Bio-Medical Library’s Breast Cancer Superheroes Art Exhibit: Spotlight on Radiation Diva

by Rachel Hawkins

The Bio-Medical Library’s walls have recently been adorned with bright paintings of superheroes for the newest exhibit in the Art @ Bio-Med program, running now through October 2 (exhibit information).  

But they are more than just flashy paintings. These are the stories of survivors.

Breast Cancer Superheros Art Exhibit at the Bio-Medical Library
Breast Cancer Superheros Art Exhibit at the Bio-Medical Library

Inspired by many close friends undergoing chemotherapy and radiation treatments, artist Barbara Porwit saw women turning health challenges into personal power. The concept for her Breast Cancer Superhero Project emerged and resulted in six stunning, large-scale oil paintings that combine pop art, positive psychology, and the universal hero’s journey. 

In this series of news features, we will introduce you to the superheroes and share each woman’s inspiring story.   

The first superhero is Jill Stanton: Radiation Diva.

Jill Stanton: Radiation Diva

Wife, sister, daughter, writer, performer, stage manager extraordinaire, thespian, unicorn 
Diagnosed in 2009 at age 37 
Lumpectomy, radiation 

Jill Stanton believes in what’s invisible. 

Every day for seven weeks, Stanton hiked her body onto a metal table to expose her breast to radiation. While technicians ducked behind concrete walls to dodge the danger, Stanton held still beneath the beam so it could kill away any rogue cancer cells that might have remained after her lumpectomy. 

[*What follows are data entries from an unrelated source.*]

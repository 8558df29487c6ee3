//! Shared test doubles

use crate::cache::{BucketInfo, CacheEntry, CacheStorage, MemoryStorage};
use crate::clients::Clients;
use crate::error::{OffgridError, OffgridResult};
use crate::http::{CacheKey, Request, Response, ResponseType};
use crate::network::Network;
use async_trait::async_trait;
use std::collections::{HashMap, HashSet};
use std::sync::atomic::{AtomicBool, AtomicUsize, Ordering};
use std::sync::{Arc, Mutex};
use tokio::sync::Notify;
use url::Url;

pub const ORIGIN: &str = "http://localhost:5000";

pub fn origin() -> Url {
    Url::parse(ORIGIN).unwrap()
}

pub fn url(path: &str) -> String {
    origin().join(path).unwrap().to_string()
}

pub fn get(path: &str) -> Request {
    Request::resolve(&origin(), path).unwrap()
}

/// Basic 200 with a text body
pub fn ok(body: &str) -> Response {
    Response::new(200)
        .with_type(ResponseType::Basic)
        .with_body(body.to_string())
}

/// Network answering from a fixed table. Unknown URLs get a basic 404.
pub struct StubNetwork {
    routes: Mutex<HashMap<String, Response>>,
    online: AtomicBool,
    calls: AtomicUsize,
}

impl StubNetwork {
    pub fn new() -> Self {
        Self {
            routes: Mutex::new(HashMap::new()),
            online: AtomicBool::new(true),
            calls: AtomicUsize::new(0),
        }
    }

    pub fn respond(&self, path: &str, response: Response) {
        self.routes.lock().unwrap().insert(url(path), response);
    }

    pub fn set_online(&self, online: bool) {
        self.online.store(online, Ordering::SeqCst);
    }

    pub fn calls(&self) -> usize {
        self.calls.load(Ordering::SeqCst)
    }
}

#[async_trait]
impl Network for StubNetwork {
    async fn fetch(&self, request: &Request) -> OffgridResult<Response> {
        self.calls.fetch_add(1, Ordering::SeqCst);
        if !self.online.load(Ordering::SeqCst) {
            return Err(OffgridError::Offline(request.url_str().to_string()));
        }
        let routes = self.routes.lock().unwrap();
        Ok(routes
            .get(request.url_str())
            .cloned()
            .unwrap_or_else(|| Response::new(404).with_type(ResponseType::Basic)))
    }
}

/// Memory storage whose deletes fail for chosen bucket names
pub struct FlakyStorage {
    inner: MemoryStorage,
    undeletable: HashSet<String>,
}

impl FlakyStorage {
    pub fn new(undeletable: &[&str]) -> Self {
        Self {
            inner: MemoryStorage::new(),
            undeletable: undeletable.iter().map(|s| s.to_string()).collect(),
        }
    }
}

#[async_trait]
impl CacheStorage for FlakyStorage {
    async fn open(&self, bucket: &str) -> OffgridResult<()> {
        self.inner.open(bucket).await
    }

    async fn put(&self, bucket: &str, key: CacheKey, response: Response) -> OffgridResult<()> {
        self.inner.put(bucket, key, response).await
    }

    async fn match_in(&self, bucket: &str, key: &CacheKey) -> OffgridResult<Option<Response>> {
        self.inner.match_in(bucket, key).await
    }

    async fn match_any(&self, key: &CacheKey) -> OffgridResult<Option<Response>> {
        self.inner.match_any(key).await
    }

    async fn keys(&self) -> OffgridResult<Vec<String>> {
        self.inner.keys().await
    }

    async fn delete(&self, bucket: &str) -> OffgridResult<bool> {
        if self.undeletable.contains(bucket) {
            return Err(OffgridError::Storage(format!("{} is locked", bucket)));
        }
        self.inner.delete(bucket).await
    }

    async fn entries(&self, bucket: &str) -> OffgridResult<Vec<CacheEntry>> {
        self.inner.entries(bucket).await
    }

    async fn describe(&self) -> OffgridResult<Vec<BucketInfo>> {
        self.inner.describe().await
    }
}

/// Memory storage whose writes wait until the gate is opened
pub struct GatedStorage {
    inner: MemoryStorage,
    gate: Arc<Notify>,
}

impl GatedStorage {
    pub fn new() -> Self {
        Self {
            inner: MemoryStorage::new(),
            gate: Arc::new(Notify::new()),
        }
    }

    /// Let one pending or future write through
    pub fn open_gate(&self) {
        self.gate.notify_one();
    }
}

#[async_trait]
impl CacheStorage for GatedStorage {
    async fn open(&self, bucket: &str) -> OffgridResult<()> {
        self.inner.open(bucket).await
    }

    async fn put(&self, bucket: &str, key: CacheKey, response: Response) -> OffgridResult<()> {
        self.gate.notified().await;
        self.inner.put(bucket, key, response).await
    }

    async fn match_in(&self, bucket: &str, key: &CacheKey) -> OffgridResult<Option<Response>> {
        self.inner.match_in(bucket, key).await
    }

    async fn match_any(&self, key: &CacheKey) -> OffgridResult<Option<Response>> {
        self.inner.match_any(key).await
    }

    async fn keys(&self) -> OffgridResult<Vec<String>> {
        self.inner.keys().await
    }

    async fn delete(&self, bucket: &str) -> OffgridResult<bool> {
        self.inner.delete(bucket).await
    }

    async fn entries(&self, bucket: &str) -> OffgridResult<Vec<CacheEntry>> {
        self.inner.entries(bucket).await
    }

    async fn describe(&self) -> OffgridResult<Vec<BucketInfo>> {
        self.inner.describe().await
    }
}

/// Clients double counting claims
#[derive(Default)]
pub struct CountingClients {
    claims: AtomicUsize,
}

impl CountingClients {
    pub fn claims(&self) -> usize {
        self.claims.load(Ordering::SeqCst)
    }
}

#[async_trait]
impl Clients for CountingClients {
    async fn claim(&self) -> OffgridResult<usize> {
        self.claims.fetch_add(1, Ordering::SeqCst);
        Ok(0)
    }
}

Jill Stanton: Radiation Diva. Art by Barbara Porwit.
Jill Stanton: Radiation Diva. Art by Barbara Porwit.

There was another unseen force in the air: music. 

Lying prone and perfectly still beneath the beam, Stanton closed her eyes and listened to the beat and the rhythm that poured from the speaker. 

Stanton remembered that exposure to radiation is a key element in many superhero origination stories. Every day during those long weeks, she concentrated on the lyrics of the music that played believing that each song contained a secret message that would expand the power of the radiation to keep the cancer away forever. Lying prone and perfectly still beneath the beam, she decoded the songs, listening for the superpowers that would help her to heal. To triumph. 

“Imagining my superhero persona, and being able to smile about it – that’s how I coped. That’s what saw me through,” she said. 

Stanton believes in what can’t be seen. Because, like hope and determination, the power of what’s invisible can save us all. 

Drawing out the Superhero within

Artist’s notes

Jill and I have known each other for a long time. I was on the list of friends that got a daily post about music playing on the radio as she was treated, with her request for suggestions of superpowers she would get based on the songs. I was dumbfounded by Jill’s imagination and good humor in the face of her diagnosis. 

Admiring Jill as she claimed the power that she needed to get through her treatment was part of what fired up this project. 

Jill was my first portrait subject and we talked at length about an original costume. A seasoned performer, Jill wanted to be pictured with her feathered fans. In an inspired idea, she suggested transforming her hospital bracelets into Wonder Woman bracelets and I decided she would deflect breast cancer bullets. Jill fashioned a Disco-ball inspired bra that she wore for her photo shoot. 

The challenge in this painting was to resist the urge to make it too busy. I had to make choices about what the viewer really needed to focus on – there is so much back story it would have been easy to tell too much. 

At a certain point I knew it had to be about the pathways of the bullets. They are all around her but they aren’t getting to her. 

Most of all, it had to be about the look in her eyes. It needed to say: “You can’t get me. I got this.”